=== What the exercise asks ===
Starting with the line that contains "QueryState::Success && !entry.stale)" and stopping after the line that contains "inner.next_seq += 1;", return each line below exactly as written, with no others.

=== Data items ===
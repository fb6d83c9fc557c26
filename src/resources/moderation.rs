//! Content moderation queue
//!
//! Flagged posts awaiting review. The UI speaks pending/reviewed/hidden
//! while the backend speaks pending/approved/removed; the mapping table
//! lives here and applies to both the list filter parameter and the
//! response rows, so no other layer ever sees backend vocabulary.

use crate::client::ApiClient;
use crate::envelope::{self, Page};
use crate::error::Result;
use crate::normalize::calendar_date;
use serde::{Deserialize, Serialize};
use serde_json::json;

/// UI status vocabulary for a flagged post.
#[derive(Debug, Clone, Copy, PartialEq, Eq, Serialize, Deserialize)]
#[serde(rename_all = "snake_case")]
pub enum FlagStatus {
    Pending,
    Reviewed,
    Hidden,
}

impl FlagStatus {
    pub fn as_str(&self) -> &'static str {
        match self {
            Self::Pending => "pending",
            Self::Reviewed => "reviewed",
            Self::Hidden => "hidden",
        }
    }

    /// Backend vocabulary for this status.
    pub fn backend(&self) -> &'static str {
        match self {
            Self::Pending => "pending",
            Self::Reviewed => "approved",
            Self::Hidden => "removed",
        }
    }

    /// Parse a backend status. Anything unrecognized is still pending.
    pub fn from_backend(s: &str) -> Self {
        match s {
            "approved" => Self::Reviewed,
            "removed" => Self::Hidden,
            _ => Self::Pending,
        }
    }

    /// Parse a UI status string.
    pub fn from_ui(s: &str) -> Option<Self> {
        match s {
            "pending" => Some(Self::Pending),
            "reviewed" => Some(Self::Reviewed),
            "hidden" => Some(Self::Hidden),
            _ => None,
        }
    }
}

/// Review decision for a flag.
#[derive(Debug, Clone, Copy, PartialEq, Eq)]
pub enum ReviewAction {
    Approve,
    Hide,
}

impl ReviewAction {
    /// The backend status this decision writes.
    pub fn backend_status(&self) -> &'static str {
        match self {
            Self::Approve => "approved",
            Self::Hide => "removed",
        }
    }

    /// The UI status the decision lands on.
    pub fn resulting_status(&self) -> FlagStatus {
        match self {
            Self::Approve => FlagStatus::Reviewed,
            Self::Hide => FlagStatus::Hidden,
        }
    }
}

/// Attached media on a flagged post.
#[derive(Debug, Clone, PartialEq, Serialize, Deserialize)]
#[serde(rename_all = "camelCase")]
pub struct FlagMedia {
    #[serde(rename = "type")]
    pub media_type: String,
    pub url: String,
    pub thumbnail_url: Option<String>,
}

/// A flagged post as rendered by the moderation queue.
#[derive(Debug, Clone, PartialEq, Serialize, Deserialize)]
#[serde(rename_all = "camelCase")]
pub struct ContentFlag {
    pub id: String,
    pub post_id: String,
    /// Short preview shown in the table row.
    pub content: String,
    /// Full content shown in the review dialog; falls back to the
    /// preview when the backend omits it.
    pub content_full: String,
    pub media: Vec<FlagMedia>,
    pub reason: String,
    pub flagged_at: String,
    pub status: FlagStatus,
    pub author: String,
    pub author_flagged_count: u64,
}

#[derive(Debug, Deserialize)]
#[serde(rename_all = "camelCase")]
struct AuthorWire {
    username: Option<String>,
    display_name: Option<String>,
}

#[derive(Debug, Deserialize)]
#[serde(rename_all = "camelCase")]
struct FlagWire {
    id: String,
    #[serde(default)]
    post_id: String,
    #[serde(default)]
    content_preview: String,
    content_full: Option<String>,
    #[serde(default)]
    media: Vec<FlagMedia>,
    #[serde(default)]
    reason: String,
    author: Option<AuthorWire>,
    #[serde(default)]
    author_flagged_count: u64,
    status: Option<String>,
    display_status: Option<String>,
    #[serde(default)]
    created_at: String,
}

impl FlagWire {
    fn into_view(self) -> ContentFlag {
        // displayStatus is already UI vocabulary when present; the raw
        // status field still speaks backend.
        let status = self
            .display_status
            .as_deref()
            .and_then(FlagStatus::from_ui)
            .unwrap_or_else(|| FlagStatus::from_backend(self.status.as_deref().unwrap_or("")));

        let author = self
            .author
            .and_then(|a| {
                a.username
                    .filter(|s| !s.is_empty())
                    .or(a.display_name.filter(|s| !s.is_empty()))
            })
            .unwrap_or_else(|| "-".to_string());

        ContentFlag {
            id: self.id,
            post_id: self.post_id,
            content_full: self
                .content_full
                .filter(|s| !s.is_empty())
                .unwrap_or_else(|| self.content_preview.clone()),
            content: self.content_preview,
            media: self.media,
            reason: self.reason,
            flagged_at: calendar_date(&self.created_at),
            status,
            author,
            author_flagged_count: self.author_flagged_count,
        }
    }
}

/// List the moderation queue with an optional status filter.
pub async fn queue(
    api: &ApiClient,
    page: u64,
    limit: u64,
    status: Option<FlagStatus>,
) -> Result<Page<ContentFlag>> {
    let mut params = vec![("page", page.to_string()), ("limit", limit.to_string())];
    if let Some(status) = status {
        params.push(("status", status.backend().to_string()));
    }

    let payload = api.get_with_params("/moderation/queue", &params).await?;
    let (rows, meta) = envelope::list::<FlagWire>(payload)?;
    Ok(Page::new(
        rows.into_iter().map(FlagWire::into_view).collect(),
        meta,
    ))
}

/// Apply a review decision to a flag.
pub async fn review(api: &ApiClient, flag_id: &str, action: ReviewAction) -> Result<()> {
    api.patch(
        "/moderation/status",
        &json!({ "postId": flag_id, "status": action.backend_status() }),
    )
    .await?;
    Ok(())
}
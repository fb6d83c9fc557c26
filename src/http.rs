//! HTTP request executor
//!
//! One authenticated round trip per call: build the request, send it,
//! parse the body, map the status. No retries, no backoff, no timeout -
//! a failed request is terminal and surfaces to the caller immediately.

use crate::error::{RequestError, Result};
use reqwest::header::{HeaderMap, HeaderName, HeaderValue, CONTENT_TYPE};
use reqwest::{Client, Method};
use serde_json::Value;

/// Maximum length of response body to log (to avoid logging sensitive data)
const MAX_LOG_BODY_LENGTH: usize = 200;

/// Truncate and strip non-printable characters before logging a body.
fn sanitize_for_log(body: &str) -> String {
    let truncated = if body.len() > MAX_LOG_BODY_LENGTH {
        let cut = body
            .char_indices()
            .take_while(|(i, _)| *i < MAX_LOG_BODY_LENGTH)
            .last()
            .map(|(i, c)| i + c.len_utf8())
            .unwrap_or(0);
        format!("{}... [truncated, {} bytes total]", &body[..cut], body.len())
    } else {
        body.to_string()
    };

    truncated.replace(|c: char| !c.is_ascii_graphic() && c != ' ', "")
}

/// Thin wrapper over the shared reqwest client.
#[derive(Clone)]
pub struct HttpExecutor {
    client: Client,
}

impl HttpExecutor {
    pub fn new() -> Result<Self> {
        let client = Client::builder()
            .user_agent(concat!("rancha-admin/", env!("CARGO_PKG_VERSION")))
            .build()
            .map_err(|err| RequestError::new(format!("failed to create HTTP client: {err}")))?;

        Ok(Self { client })
    }

    /// Perform one round trip and return the parsed response payload.
    ///
    /// The body is parsed as JSON; a body that is not JSON is treated as
    /// an empty object, so the error path depends only on the HTTP
    /// status. Non-2xx fails with the payload's `message` field when
    /// present, else the generic fallback.
    pub async fn request(
        &self,
        method: Method,
        url: &str,
        token: Option<&str>,
        body: Option<&Value>,
        extra_headers: &[(&str, &str)],
    ) -> Result<Value> {
        tracing::debug!("{} {}", method, url);

        let mut headers = HeaderMap::new();
        headers.insert(CONTENT_TYPE, HeaderValue::from_static("application/json"));
        for (name, value) in extra_headers {
            let name = HeaderName::from_bytes(name.as_bytes())
                .map_err(|_| RequestError::new(format!("invalid header name: {name}")))?;
            let value = HeaderValue::from_str(value)
                .map_err(|_| RequestError::new(format!("invalid header value for {name}")))?;
            headers.insert(name, value);
        }

        let mut request = self.client.request(method, url).headers(headers);
        if let Some(token) = token {
            request = request.bearer_auth(token);
        }
        if let Some(body) = body {
            request = request.json(body);
        }

        let response = request.send().await?;
        let status = response.status();
        let raw = response.text().await?;

        // Unparseable bodies collapse to an empty object; only the
        // status decides success.
        let payload: Value =
            serde_json::from_str(&raw).unwrap_or_else(|_| Value::Object(serde_json::Map::new()));

        if !status.is_success() {
            tracing::error!("API error: {} - {}", status, sanitize_for_log(&raw));
            let message = payload
                .get("message")
                .and_then(Value::as_str)
                .filter(|m| !m.is_empty());
            return Err(match message {
                Some(message) => RequestError::new(message),
                None => RequestError::request_failed(),
            });
        }

        Ok(payload)
    }
}

impl Default for HttpExecutor {
    fn default() -> Self {
        Self::new().expect("failed to create default HTTP client")
    }
}

#[cfg(test)]
mod tests {
    use super::*;

    #[test]
    fn sanitize_truncates_long_bodies() {
        let body = "x".repeat(500);
        let sanitized = sanitize_for_log(&body);
        assert!(sanitized.contains("truncated, 500 bytes total"));
        assert!(sanitized.len() < body.len());
    }

    #[test]
    fn sanitize_strips_control_characters() {
        assert_eq!(sanitize_for_log("ok\r\n\tdone"), "okdone");
    }
}
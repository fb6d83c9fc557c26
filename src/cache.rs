//! Query/cache coordinator
//!
//! Deduplicates concurrent identical reads, serves previous data while a
//! refetch or a parameter change is in flight, and lets mutations either
//! invalidate affected queries or rewrite cached values in place.
//!
//! Per query key the state machine is `Idle -> Loading -> Success|Error`,
//! then `Success -> Revalidating -> Success|Error` on refetch. A failed
//! fetch keeps any previously cached value so tables stay populated
//! behind the error notification.
//!
//! The cache is the only shared mutable resource in the client layer:
//! consumers never touch cached values directly, they go through
//! [`QueryCache::fetch`] and the mutation helpers.

use crate::error::{RequestError, Result};
use futures::future::{BoxFuture, Shared};
use futures::FutureExt;
use serde::de::DeserializeOwned;
use serde::Serialize;
use serde_json::Value;
use std::collections::HashMap;
use std::fmt;
use std::future::Future;
use std::sync::{Arc, Mutex, MutexGuard};

type FetchResult = std::result::Result<Value, RequestError>;
type SharedFetch = Shared<BoxFuture<'static, FetchResult>>;

/// Identity of a cached read: resource kind plus canonical parameters.
#[derive(Debug, Clone, PartialEq, Eq, Hash)]
pub struct QueryKey {
    kind: String,
    params: String,
}

impl QueryKey {
    /// Key for a parameterized query. Parameter order is significant;
    /// callers build them in one place per resource so identical reads
    /// produce identical keys.
    pub fn new(kind: &str, params: &[(&str, String)]) -> Self {
        let params = params
            .iter()
            .map(|(name, value)| format!("{name}={value}"))
            .collect::<Vec<_>>()
            .join("&");
        Self {
            kind: kind.to_string(),
            params,
        }
    }

    /// Key for a query without parameters.
    pub fn bare(kind: &str) -> Self {
        Self {
            kind: kind.to_string(),
            params: String::new(),
        }
    }

    pub fn kind(&self) -> &str {
        &self.kind
    }
}

impl fmt::Display for QueryKey {
    fn fmt(&self, f: &mut fmt::Formatter<'_>) -> fmt::Result {
        if self.params.is_empty() {
            write!(f, "{}", self.kind)
        } else {
            write!(f, "{}?{}", self.kind, self.params)
        }
    }
}

/// Lifecycle of one cached query.
#[derive(Debug, Clone, PartialEq, Eq, Default)]
pub enum QueryState {
    #[default]
    Idle,
    Loading,
    Success,
    Revalidating,
    Error(String),
}

#[derive(Default)]
struct Entry {
    state: QueryState,
    value: Option<Value>,
    stale: bool,
    /// Sequence number of the most recently started fetch for this key.
    /// A completing fetch only applies its result while it is still the
    /// latest one - last-triggered wins.
    latest_seq: u64,
}

struct InFlight {
    seq: u64,
    future: SharedFetch,
}

#[derive(Default)]
struct CacheInner {
    entries: HashMap<QueryKey, Entry>,
    in_flight: HashMap<QueryKey, InFlight>,
    /// Last successful value per resource kind, kept so a parameter
    /// change never blanks the table mid-flight.
    last_success: HashMap<String, Value>,
    next_seq: u64,
}

/// The coordinator. Cheap to clone via [`Arc`]; all methods take `&self`.
#[derive(Default)]
pub struct QueryCache {
    inner: Mutex<CacheInner>,
}

enum Plan {
    Hit(Value),
    Join(SharedFetch),
    Start(SharedFetch, u64),
}

impl QueryCache {
    pub fn new() -> Self {
        Self::default()
    }

    fn lock(&self) -> MutexGuard<'_, CacheInner> {
        self.inner
            .lock()
            .unwrap_or_else(|poisoned| poisoned.into_inner())
    }

    /// Read through the cache.
    ///
    /// A fresh cached value is returned without touching the network. A
    /// concurrent identical read joins the in-flight fetch instead of
    /// issuing its own. Otherwise `fetcher` runs; while it is pending
    /// the previous value (if any) stays readable via [`Self::peek`] and
    /// [`Self::displayed`].
    pub async fn fetch<T, F, Fut>(&self, key: QueryKey, fetcher: F) -> Result<T>
    where
        T: Serialize + DeserializeOwned + Send + 'static,
        F: FnOnce() -> Fut,
        Fut: Future<Output = Result<T>> + Send + 'static,
    {
        let plan = {
            let mut inner = self.lock();

            let fresh = inner
                .entries
                .get(&key)
                .filter(|entry| entry.state == QueryState::Success && !entry.stale)
                .and_then(|entry| entry.value.clone());

            if let Some(value) = fresh {
                Plan::Hit(value)
            } else if let Some(in_flight) = inner.in_flight.get(&key) {
                Plan::Join(in_flight.future.clone())
            } else {
                let seq = inner.next_seq;
                inner.next_seq += 1;

                let fut = fetcher();
                let shared = async move {
                    let value = fut.await?;
                    serde_json::to_value(value).map_err(|err| {
                        RequestError::new(format!("failed to encode cached value: {err}"))
                    })
                }
                .boxed()
                .shared();

                inner.in_flight.insert(
                    key.clone(),
                    InFlight {
                        seq,
                        future: shared.clone(),
                    },
                );

                let entry = inner.entries.entry(key.clone()).or_default();
                entry.state = if entry.value.is_some() {
                    QueryState::Revalidating
                } else {
                    QueryState::Loading
                };
                entry.latest_seq = seq;

                Plan::Start(shared, seq)
            }
        };

        match plan {
            Plan::Hit(value) => decode(value),
            Plan::Join(shared) => shared.await.and_then(decode),
            Plan::Start(shared, seq) => {
                let result = shared.await;
                self.complete(&key, seq, &result);
                result.and_then(decode)
            }
        }
    }

    fn complete(&self, key: &QueryKey, seq: u64, result: &FetchResult) {
        let mut guard = self.lock();
        let inner = &mut *guard;

        if inner.in_flight.get(key).map(|f| f.seq) == Some(seq) {
            inner.in_flight.remove(key);
        }

        let Some(entry) = inner.entries.get_mut(key) else {
            return;
        };
        if entry.latest_seq != seq {
            // a newer fetch owns this key now
            return;
        }

        match result {
            Ok(value) => {
                entry.state = QueryState::Success;
                entry.stale = false;
                entry.value = Some(value.clone());
                inner
                    .last_success
                    .insert(key.kind().to_string(), value.clone());
            }
            Err(err) => {
                tracing::debug!("fetch for {} failed: {}", key, err);
                entry.state = QueryState::Error(err.message.clone());
            }
        }
    }

    /// Current state of a key.
    pub fn state(&self, key: &QueryKey) -> QueryState {
        self.lock()
            .entries
            .get(key)
            .map(|entry| entry.state.clone())
            .unwrap_or_default()
    }

    /// Cached value for an exact key, fresh or stale.
    pub fn peek<T: DeserializeOwned>(&self, key: &QueryKey) -> Option<T> {
        let value = self.lock().entries.get(key)?.value.clone()?;
        decode(value).ok()
    }

    /// Last successful value for a resource kind, regardless of which
    /// parameters produced it. This is what keeps the previous page
    /// visible while a new page or filter is in flight.
    pub fn displayed<T: DeserializeOwned>(&self, kind: &str) -> Option<T> {
        let value = self.lock().last_success.get(kind).cloned()?;
        decode(value).ok()
    }

    /// Mark every query of a kind stale. Values stay readable; the next
    /// read revalidates against the server.
    pub fn invalidate(&self, kind: &str) {
        let mut inner = self.lock();
        for (key, entry) in inner.entries.iter_mut() {
            if key.kind == kind {
                entry.stale = true;
            }
        }
    }

    /// Mark a single query stale.
    pub fn invalidate_key(&self, key: &QueryKey) {
        if let Some(entry) = self.lock().entries.get_mut(key) {
            entry.stale = true;
        }
    }

    /// Drop every query of a kind entirely (cached values included).
    pub fn remove(&self, kind: &str) {
        let mut inner = self.lock();
        inner.entries.retain(|key, _| key.kind != kind);
        inner.in_flight.retain(|key, _| key.kind != kind);
        inner.last_success.remove(kind);
    }

    /// Rewrite every cached value of a kind in place.
    ///
    /// Used for optimistic patches where the new value is a pure
    /// function of the action taken. Values that no longer decode as
    /// `T` are skipped with a warning rather than corrupted.
    pub fn patch<T, F>(&self, kind: &str, mut f: F)
    where
        T: Serialize + DeserializeOwned,
        F: FnMut(&mut T),
    {
        let mut inner = self.lock();

        let mut rewrite = |value: &mut Value| match serde_json::from_value::<T>(value.clone()) {
            Ok(mut typed) => {
                f(&mut typed);
                match serde_json::to_value(&typed) {
                    Ok(updated) => *value = updated,
                    Err(err) => tracing::warn!("failed to re-encode patched value: {}", err),
                }
            }
            Err(err) => tracing::warn!("skipping patch of undecodable cached value: {}", err),
        };

        let mut patched = 0usize;
        for (key, entry) in inner.entries.iter_mut() {
            if key.kind == kind {
                if let Some(value) = entry.value.as_mut() {
                    rewrite(value);
                    patched += 1;
                }
            }
        }
        if let Some(value) = inner.last_success.get_mut(kind) {
            rewrite(value);
        }

        tracing::debug!("patched {} cached queries of kind {}", patched, kind);
    }
}

/// Shared handle used across pages and mutation helpers.
pub type SharedQueryCache = Arc<QueryCache>;

fn decode<T: DeserializeOwned>(value: Value) -> Result<T> {
    serde_json::from_value(value).map_err(|err| {
        tracing::warn!("cached value had unexpected shape: {}", err);
        RequestError::new("Unexpected response from server")
    })
}
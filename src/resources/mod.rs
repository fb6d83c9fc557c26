//! Resource modules
//!
//! One module per backend-managed resource kind. Each owns its wire
//! shapes, its view models, its status vocabulary, and the endpoint
//! functions that tie them together. Translation between backend and UI
//! vocabularies happens here and nowhere else:
//!
//! - timestamps consumed for display become `YYYY-MM-DD` strings at the
//!   normalizer, never re-parsed downstream;
//! - status vocabularies map through per-resource tables (the backend's
//!   vocabularies are not unified, so neither are ours);
//! - missing numeric fields default to 0 so percentage and total
//!   arithmetic never sees a hole.

use crate::error::{RequestError, Result};
use serde::Serialize;
use serde_json::Value;

pub mod ads;
pub mod ai_campaigns;
pub mod dashboard;
pub mod fomo;
pub mod ghost;
pub mod groups;
pub mod moderation;
pub mod notifications;
pub mod security;
pub mod support;
pub mod users;
pub mod verification;

/// Encode a request payload struct as a JSON body.
pub(crate) fn to_body<T: Serialize>(payload: &T) -> Result<Value> {
    serde_json::to_value(payload)
        .map_err(|err| RequestError::new(format!("failed to encode request body: {err}")))
}
//! Admin notifications
//!
//! Append-only broadcast records: there is no update or delete endpoint,
//! only listing what was sent and sending new ones.

use crate::client::ApiClient;
use crate::envelope;
use crate::error::Result;
use crate::normalize::calendar_date;
use serde::{Deserialize, Serialize};
use serde_json::json;

/// A sent notification as rendered by the history table.
#[derive(Debug, Clone, PartialEq, Serialize, Deserialize)]
#[serde(rename_all = "camelCase")]
pub struct NotificationRecord {
    pub id: String,
    pub title: String,
    pub content: String,
    pub target_type: String,
    pub target_value: Option<String>,
    pub media_url: Option<String>,
    pub target_group: String,
    pub delivered_count: u64,
    /// Calendar date the notification went out.
    pub sent_at: String,
}

/// Draft for a new broadcast.
#[derive(Debug, Clone, Default)]
pub struct NotificationDraft {
    pub title: String,
    pub content: String,
    pub target_type: Option<String>,
    pub target_value: Option<String>,
    pub media_url: Option<String>,
    pub target_group: Option<String>,
}

/// Server acknowledgement for a sent broadcast.
#[derive(Debug, Clone, PartialEq, Deserialize)]
pub struct SentNotification {
    pub id: String,
}

#[derive(Debug, Deserialize)]
#[serde(rename_all = "camelCase")]
struct NotificationWire {
    id: String,
    #[serde(default)]
    title: String,
    #[serde(default)]
    content: String,
    #[serde(default)]
    target_group: String,
    target_type: Option<String>,
    target_value: Option<String>,
    media_url: Option<String>,
    #[serde(default)]
    delivered_count: u64,
    #[serde(default)]
    created_at: String,
}

impl NotificationWire {
    fn into_view(self) -> NotificationRecord {
        let target_type = self
            .target_type
            .filter(|t| !t.is_empty())
            .unwrap_or_else(|| self.target_group.clone());
        NotificationRecord {
            id: self.id,
            title: self.title,
            content: self.content,
            target_type,
            target_value: self.target_value,
            media_url: self.media_url,
            target_group: self.target_group,
            delivered_count: self.delivered_count,
            sent_at: calendar_date(&self.created_at),
        }
    }
}

/// List sent notifications, newest first.
pub async fn list(api: &ApiClient, page: u64, limit: u64) -> Result<Vec<NotificationRecord>> {
    let params = [("page", page.to_string()), ("limit", limit.to_string())];
    let payload = api
        .get_with_params("/admin-notifications/admin", &params)
        .await?;
    let rows: Vec<NotificationWire> = envelope::data(payload)?;
    Ok(rows.into_iter().map(NotificationWire::into_view).collect())
}

/// Send a broadcast. The target group defaults to the target type, then
/// to everyone.
pub async fn send(api: &ApiClient, draft: &NotificationDraft) -> Result<SentNotification> {
    let target_group = draft
        .target_group
        .clone()
        .or_else(|| draft.target_type.clone())
        .unwrap_or_else(|| "all".to_string());

    let mut body = json!({
        "title": draft.title,
        "content": draft.content,
        "targetGroup": target_group,
    });
    if let Some(target_type) = draft.target_type.as_deref() {
        body["targetType"] = json!(target_type);
    }
    if let Some(target_value) = draft.target_value.as_deref() {
        body["targetValue"] = json!(target_value);
    }
    if let Some(media_url) = draft.media_url.as_deref() {
        body["mediaUrl"] = json!(media_url);
    }

    let payload = api.post("/admin-notifications/admin", &body).await?;
    envelope::data(payload)
}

=== Response area ===
                .filter(|entry| entry.state == QueryState::Success && !entry.stale)
                .and_then(|entry| entry.value.clone());

            if let Some(value) = fresh {
                Plan::Hit(value)
            } else if let Some(in_flight) = inner.in_flight.get(&key) {
                Plan::Join(in_flight.future.clone())
            } else {
                let seq = inner.next_seq;
                inner.next_seq += 1;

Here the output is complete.